Produce an exact copy of the first line of the data below and each line after it, please, up to and including the one with "pub struct SpellcheckRequest".
Source records Start Marker
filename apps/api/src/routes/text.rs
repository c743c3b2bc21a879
//! Handlers for the text helpers: spell correction and LLM-backed
//! description suggestions. Both delegate to the capability traits in
//! `AppState`; neither touches an external service directly.

use axum::{extract::State, Json};
use serde::Deserialize;
use serde_json::{json, Value};

use crate::errors::AppError;
use crate::state::AppState;
use crate::suggestion::SuggestionKind;

#[derive(Debug, Deserialize)]
pub struct SpellcheckRequest {
    pub text: Option<String>,
}

/// POST /resume/spellcheck
///
/// Returns the original text alongside its corrected form.
pub async fn spellcheck(
    State(state): State<AppState>,
    Json(request): Json<SpellcheckRequest>,
) -> Result<Json<Value>, AppError> {
    let text = request
        .text
        .ok_or_else(|| AppError::Validation("Text is required".to_string()))?;

    let after = state.spell.correct(&text);

    Ok(Json(json!({ "before": text, "after": after })))
}

#[derive(Debug, Deserialize)]
pub struct SuggestionRequest {
    pub description: Option<String>,
    #[serde(rename = "type")]
    pub kind: Option<String>,
}

/// POST /suggestion
///
/// Asks the suggestion provider for an improved section description.
pub async fn suggest(
    State(state): State<AppState>,
    Json(request): Json<SuggestionRequest>,
) -> Result<Json<Value>, AppError> {
    let description = request.description.filter(|d| !d.is_empty());
    let kind = request.kind.filter(|k| !k.is_empty());

    let (Some(description), Some(kind)) = (description, kind) else {
        return Err(AppError::Validation(
            "Description and type are required".to_string(),
        ));
    };

    let kind = SuggestionKind::parse(&kind).ok_or_else(|| {
        AppError::Validation("Invalid type: must be 'education' or 'experience'".to_string())
    })?;

    let suggestion = state.suggestions.improve(&description, kind).await?;

    Ok(Json(json!({ "suggestion": suggestion })))
}
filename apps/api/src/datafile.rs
//! Whole-file JSON loading for the optional resume backing file.

use std::path::Path;

use tracing::warn;

use crate::models::resume::ResumeData;

/// Reads the full dataset from `path`. A missing file or malformed JSON is
/// not fatal: both log a warning and return `None`, and the caller falls
/// back to the seed dataset.
pub fn load_data(path: &Path) -> Option<ResumeData> {
    let contents = match std::fs::read_to_string(path) {
        Ok(contents) => contents,
        Err(e) => {
            warn!("Could not read data file {}: {e}", path.display());
            return None;
        }
    };

    match serde_json::from_str(&contents) {
        Ok(data) => Some(data),
        Err(e) => {
            warn!("Data file {} is not valid JSON: {e}", path.display());
            None
        }
    }
}

#[cfg(test)]
mod tests {
    use super::*;
    use std::io::Write;

    #[test]
    fn loads_a_valid_data_file() {
        let mut file = tempfile::NamedTempFile::new().unwrap();
        write!(
            file,
            r#"{{
                "user": [{{
                    "name": "Jackie Stewart",
                    "phone_number": "+4478322678",
                    "email_address": "jack@resume.com"
                }}],
                "skill": [{{
                    "name": "Python",
                    "proficiency": "1-2 Years",
                    "logo": "example-logo.png"
                }}]
            }}"#
        )
        .unwrap();

        let data = load_data(file.path()).unwrap();
        assert_eq!(data.user[0].name, "Jackie Stewart");
        assert_eq!(data.skill[0].name, "Python");
        assert!(data.experience.is_empty());
    }

    #[test]
    fn missing_file_returns_none() {
        let dir = tempfile::tempdir().unwrap();
        assert!(load_data(&dir.path().join("no_such_file.json")).is_none());
    }

    #[test]
    fn malformed_json_returns_none() {
        let mut file = tempfile::NamedTempFile::new().unwrap();
        write!(file, "{{invalid_json}}").unwrap();
        assert!(load_data(file.path()).is_none());
    }
}
use axum::{
    http::StatusCode,
    response::{IntoResponse, Response},
    Json,
};
use serde_json::json;
use thiserror::Error;

/// Application-level error type.
/// Implements `IntoResponse` so Axum handlers can return `Result<T, AppError>`.
///
/// Every error renders as a flat `{"error": "<message>"}` body; clients
/// match on the message text, so the wording here is part of the contract.
#[derive(Debug, Error)]
pub enum AppError {
    #[error("{0}")]
    Validation(String),

    #[error("{0}")]
    NotFound(String),

    #[error("Unsupported request method !")]
    MethodNotAllowed,

    #[error("LLM error: {0}")]
    Llm(String),

    #[error("Internal server error: {0}")]
    Internal(#[from] anyhow::Error),
}

impl IntoResponse for AppError {
    fn into_response(self) -> Response {
        let (status, message) = match &self {
            AppError::Validation(msg) => (StatusCode::BAD_REQUEST, msg.clone()),
            AppError::NotFound(msg) => (StatusCode::NOT_FOUND, msg.clone()),
            AppError::MethodNotAllowed => (
                StatusCode::METHOD_NOT_ALLOWED,
                "Unsupported request method !".to_string(),
            ),
            AppError::Llm(msg) => {
                tracing::error!("LLM error: {msg}");
                (
                    StatusCode::INTERNAL_SERVER_ERROR,
                    "An AI processing error occurred".to_string(),
                )
            }
            AppError::Internal(e) => {
                tracing::error!("Internal error: {e:?}");
                (
                    StatusCode::INTERNAL_SERVER_ERROR,
                    "An internal server error occurred".to_string(),
                )
            }
        };

        let body = Json(json!({ "error": message }));

        (status, body).into_response()
    }
}
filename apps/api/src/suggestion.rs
//! Description-improvement suggestions behind an injected capability trait.

use async_trait::async_trait;
use serde::Deserialize;

use crate::errors::AppError;
use crate::llm_client::GeminiClient;

/// Which resume section a description belongs to. Drives prompt selection.
#[derive(Debug, Clone, Copy, PartialEq, Eq, Deserialize)]
#[serde(rename_all = "lowercase")]
pub enum SuggestionKind {
    Education,
    Experience,
}

impl SuggestionKind {
    pub fn parse(kind: &str) -> Option<Self> {
        match kind {
            "education" => Some(SuggestionKind::Education),
            "experience" => Some(SuggestionKind::Experience),
            _ => None,
        }
    }
}

/// Produces an improved description for a resume section.
///
/// Carried in `AppState` as `Arc<dyn SuggestionProvider>` so the handler
/// never talks to the generative-text API directly and tests can stub it.
#[async_trait]
pub trait SuggestionProvider: Send + Sync {
    async fn improve(&self, description: &str, kind: SuggestionKind) -> Result<String, AppError>;
}

/// Gemini-backed provider used in production.
pub struct GeminiSuggestionProvider {
    client: GeminiClient,
}

impl GeminiSuggestionProvider {
    pub fn new(client: GeminiClient) -> Self {
        Self { client }
    }
}

#[async_trait]
impl SuggestionProvider for GeminiSuggestionProvider {
    async fn improve(&self, description: &str, kind: SuggestionKind) -> Result<String, AppError> {
        let prompt = build_prompt(description, kind);
        self.client
            .generate(&prompt)
            .await
            .map_err(|e| AppError::Llm(e.to_string()))
    }
}

fn build_prompt(description: &str, kind: SuggestionKind) -> String {
    match kind {
        SuggestionKind::Education => format!(
            "Improve the following education experience description for resume: {description}"
        ),
        SuggestionKind::Experience => format!(
            "Improve the following professional experience description for resume: {description}"
        ),
    }
}

#[cfg(test)]
mod tests {
    use super::*;

    #[test]
    fn prompt_varies_by_kind() {
        let education = build_prompt("Studied compilers", SuggestionKind::Education);
        let experience = build_prompt("Wrote Rust services", SuggestionKind::Experience);

        assert!(education.contains("education experience description"));
        assert!(education.ends_with("Studied compilers"));
        assert!(experience.contains("professional experience description"));
        assert!(experience.ends_with("Wrote Rust services"));
    }

    #[test]
    fn parse_rejects_unknown_kinds() {
        assert_eq!(SuggestionKind::parse("education"), Some(SuggestionKind::Education));
        assert_eq!(SuggestionKind::parse("experience"), Some(SuggestionKind::Experience));
        assert_eq!(SuggestionKind::parse("hobby"), None);
    }
}
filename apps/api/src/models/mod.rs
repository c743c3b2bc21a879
pub mod resume;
Source records End Marker
Written reply:
filename apps/api/src/routes/text.rs
repository c743c3b2bc21a879
//! Handlers for the text helpers: spell correction and LLM-backed
//! description suggestions. Both delegate to the capability traits in
//! `AppState`; neither touches an external service directly.

use axum::{extract::State, Json};
use serde::Deserialize;
use serde_json::{json, Value};

use crate::errors::AppError;
use crate::state::AppState;
use crate::suggestion::SuggestionKind;

#[derive(Debug, Deserialize)]
pub struct SpellcheckRequest {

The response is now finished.